Consider these queries:
SELECT *
FROM Orders
LEFT JOIN OrderLines ON OrderLines.OrderID=Orders.ID
WHERE Orders.ID = 12345
and
SELECT *
FROM Orders
LEFT JOIN OrderLines ON OrderLines.OrderID=Orders.ID
AND Orders.ID = 12345
The first will return an order and its lines, if any, for order number 12345
. The second will return all orders, but only order 12345
will have any lines associated with it.
With an INNER JOIN
, the clauses are effectively equivalent. However, just because they are functionally the same, in that they produce the same results, does not mean the two kinds of clauses have the same semantic meaning.
Does not matter for inner joins
Matters for outer joins
a.
WHERE
clause: After joining. Records will be filtered after join has taken place.b.
ON
clause - Before joining.

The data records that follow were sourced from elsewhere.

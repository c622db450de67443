//! Ordinary least squares trend projection.

use crate::forecaster::Forecaster;
use crate::result::{ForecastResult, Trend};
use crate::series::{HistoricalDataPoint, values};
use crate::stats::mean;

const MIN_CONFIDENCE: f64 = 0.1;
const MAX_CONFIDENCE: f64 = 0.95;

/// Fitted line `value = slope * index + intercept`.
#[derive(Debug, Clone, Copy, PartialEq)]
pub struct LinearFit {
    pub slope: f64,
    pub intercept: f64,
    /// Coefficient of determination in \[0, 1\].
    pub r_squared: f64,
}

impl LinearFit {
    /// Fit over `index = 0..n-1`. Needs at least two values.
    pub fn fit(ys: &[f64]) -> Option<Self> {
        if ys.len() < 2 {
            return None;
        }

        let n = ys.len();
        let x_mean = (n - 1) as f64 / 2.0;
        let y_mean = mean(ys);

        let mut numerator = 0.0;
        let mut denominator = 0.0;
        for (i, y) in ys.iter().enumerate() {
            let x_diff = i as f64 - x_mean;
            numerator += x_diff * (y - y_mean);
            denominator += x_diff * x_diff;
        }

        let slope = numerator / denominator;
        let intercept = y_mean - slope * x_mean;

        let ss_res: f64 = ys
            .iter()
            .enumerate()
            .map(|(i, y)| (y - (slope * i as f64 + intercept)).powi(2))
            .sum();
        let ss_tot: f64 = ys.iter().map(|y| (y - y_mean).powi(2)).sum();

        // A flat series is fitted exactly by a flat line.
        let r_squared = if ss_tot == 0.0 {
            1.0
        } else {
            1.0 - ss_res / ss_tot
        };
        let r_squared = if r_squared.is_finite() {
            r_squared.clamp(0.0, 1.0)
        } else {
            0.0
        };

        Some(Self {
            slope,
            intercept,
            r_squared,
        })
    }

    pub fn at(&self, index: f64) -> f64 {
        self.slope * index + self.intercept
    }
}

#[derive(Debug, Copy, Clone, Default)]
pub struct LinearRegressionForecaster;

impl LinearRegressionForecaster {
    pub fn new() -> Self {
        Self
    }
}

impl Forecaster for LinearRegressionForecaster {
    fn name(&self) -> &'static str {
        "linear_regression"
    }

    fn forecast(&self, series: &[HistoricalDataPoint], periods_ahead: usize) -> ForecastResult {
        let ys = values(series);

        let Some(fit) = LinearFit::fit(&ys) else {
            let last = ys.last().copied().unwrap_or(0.0);
            return ForecastResult::new(last, MIN_CONFIDENCE, Trend::Stable, periods_ahead)
                .with_factor("Insufficient historical data");
        };

        let n = ys.len();
        let prediction = fit.at((n - 1) as f64 + periods_ahead as f64);
        let confidence = fit.r_squared.clamp(MIN_CONFIDENCE, MAX_CONFIDENCE);

        let mut result =
            ForecastResult::new(prediction, confidence, Trend::classify(fit.slope), periods_ahead)
                .with_accuracy(fit.r_squared);

        if fit.slope.abs() > 0.05 {
            result.push_factor("Strong trend detected");
        }
        if fit.r_squared > 0.7 {
            result.push_factor("High predictability");
        }
        if n > 12 {
            result.push_factor("Sufficient historical data");
        }
        result
    }
}
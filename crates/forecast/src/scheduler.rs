//! Tenant-scoped execution of forecast jobs.

use nutriplan_core::TenantId;

use crate::config::ForecastingConfig;
use crate::job::{ForecastJob, TenantForecastJob, TenantForecastReport, TenantSeries};
use crate::result::ForecastError;

/// Tenants a scheduler will forecast for.
#[derive(Debug, Copy, Clone, PartialEq, Eq)]
pub enum TenantScope {
    /// Shared worker serving every tenant.
    Any,
    Tenant(TenantId),
}

impl TenantScope {
    pub fn allows(&self, tenant_id: TenantId) -> bool {
        match self {
            TenantScope::Any => true,
            TenantScope::Tenant(t) => *t == tenant_id,
        }
    }

    pub fn check(&self, tenant_id: TenantId) -> Result<(), ForecastError> {
        if self.allows(tenant_id) {
            Ok(())
        } else {
            Err(ForecastError::ScopeViolation(tenant_id))
        }
    }
}

/// Source of tenant series (the data-access layer, outside this crate).
pub trait SeriesReader: Send + Sync {
    fn get_series(&self, tenant_id: TenantId) -> Result<TenantSeries, ForecastError>;
}

/// Runs forecast jobs for the tenants in its scope.
pub trait ForecastScheduler: Send + Sync + 'static {
    fn scope(&self) -> TenantScope;

    /// Engine settings for jobs this scheduler builds itself.
    fn config(&self) -> &ForecastingConfig;

    fn run<J: ForecastJob>(&self, job: J) -> Result<J::Output, ForecastError> {
        self.scope().check(job.tenant_id())?;
        job.run()
    }

    /// Read the tenant's current snapshot and forecast it.
    ///
    /// Out-of-scope tenants are refused before the reader is touched.
    fn forecast_tenant<R>(
        &self,
        reader: &R,
        tenant_id: TenantId,
    ) -> Result<TenantForecastReport, ForecastError>
    where
        R: SeriesReader + ?Sized,
    {
        self.scope().check(tenant_id)?;
        let series = reader.get_series(tenant_id)?;
        self.run(TenantForecastJob::new(tenant_id, series).with_config(self.config().clone()))
    }
}

/// Runs jobs on the calling thread.
#[derive(Debug, Clone)]
pub struct LocalForecastScheduler {
    scope: TenantScope,
    config: ForecastingConfig,
}

impl LocalForecastScheduler {
    pub fn new(scope: TenantScope) -> Self {
        Self {
            scope,
            config: ForecastingConfig::default(),
        }
    }

    pub fn for_tenant(tenant_id: TenantId) -> Self {
        Self::new(TenantScope::Tenant(tenant_id))
    }

    pub fn with_config(mut self, config: ForecastingConfig) -> Self {
        self.config = config;
        self
    }
}

impl ForecastScheduler for LocalForecastScheduler {
    fn scope(&self) -> TenantScope {
        self.scope
    }

    fn config(&self) -> &ForecastingConfig {
        &self.config
    }
}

Records (from right table) will be filtered before joining. This may end up as null in the result (since OUTER join).
Example: Consider the below tables:
1. documents:
| id | name |
--------|-------------|
| 1 | Document1 |
| 2 | Document2 |
| 3 | Document3 |
| 4 | Document4 |
| 5 | Document5 |
2. downloads:
| id | document_id | username |
|------|---------------|----------|
| 1 | 1 | sandeep |
| 2 | 1 | simi |
| 3 | 2 | sandeep |
| 4 | 2 | reya |
| 5 | 3 | simi |
a) Inside WHERE
clause:
SELECT documents.name, downloads.id
FROM documents
LEFT OUTER JOIN downloads
ON documents.id = downloads.document_id
WHERE username = 'sandeep'
For above query the intermediate join table will look like this.
| id(from documents) | name | id (from downloads) | document_id | username |
|--------------------|--------------|---------------------|-------------|----------|
| 1 | Document1 | 1 | 1 | sandeep |
| 1 | Document1 | 2 | 1 | simi |
| 2 | Document2 | 3 | 2 | sandeep |
| 2 | Document2 | 4 | 2 | reya |
| 3 | Document3 | 5 | 3 | simi |
| 4 | Document4 | NULL | NULL | NULL |
| 5 | Document5 | NULL | NULL | NULL |
After applying the `WHERE` clause and selecting the listed attributes, the result will be:
| name | id |
|--------------|----|
| Document1 | 1 |
| Document2 | 3 |
b) Inside JOIN
clause
SELECT documents.name, downloads.id
FROM documents
LEFT OUTER JOIN downloads
ON documents.id = downloads.document_id
AND username = 'sandeep'
For above query the intermediate join table will look like this.
| id(from documents) | name | id (from downloads) | document_id | username |
|--------------------|--------------|---------------------|-------------|----------|
| 1 | Document1 | 1 | 1 | sandeep |
| 2 | Document2 | 3 | 2 | sandeep |
| 3 | Document3 | NULL | NULL | NULL |
| 4 | Document4 | NULL | NULL | NULL |
| 5 | Document5 | NULL | NULL | NULL |
Notice how the rows in `documents` that did not match both the conditions are populated with `NULL` values.
After Selecting the listed attributes, the result will be:
| name | id |
|------------|------|
| Document1 | 1 |
| Document2 | 3 |
| Document3 | NULL |
| Document4 | NULL |
| Document5 | NULL |
On INNER JOIN
s they are interchangeable, and the optimizer will rearrange them at will.
On OUTER JOIN
s, they are not necessarily interchangeable, depending on which side of the join they depend on.
I put them in either place depending on the readability.